▶ What to work on: An exact transcription of all the data is required.

▶ Exercise input:
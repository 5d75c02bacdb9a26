//! Network Module
//!
//! TCP server and client handling.
//!
//! ## Architecture
//! - Single acceptor thread
//! - Worker thread pool for connections
//! - One request and one response per connection
//! - Commands routed through Engine

mod connection;
mod pool;
mod server;

pub use connection::Connection;
pub use pool::WorkerPool;
pub use server::{Server, ShutdownHandle};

▶ Solution for this task:
repository 5d75c02bacdb9a26
//! Network Module
//!
//! TCP server and client handling.
//!
//! ## Architecture
//! - Single acceptor thread
//! - Worker thread pool for connections
//! - One request and one response per connection
//! - Commands routed through Engine

mod connection;
mod pool;
mod server;

pub use connection::Connection;
pub use pool::WorkerPool;
pub use server::{Server, ShutdownHandle};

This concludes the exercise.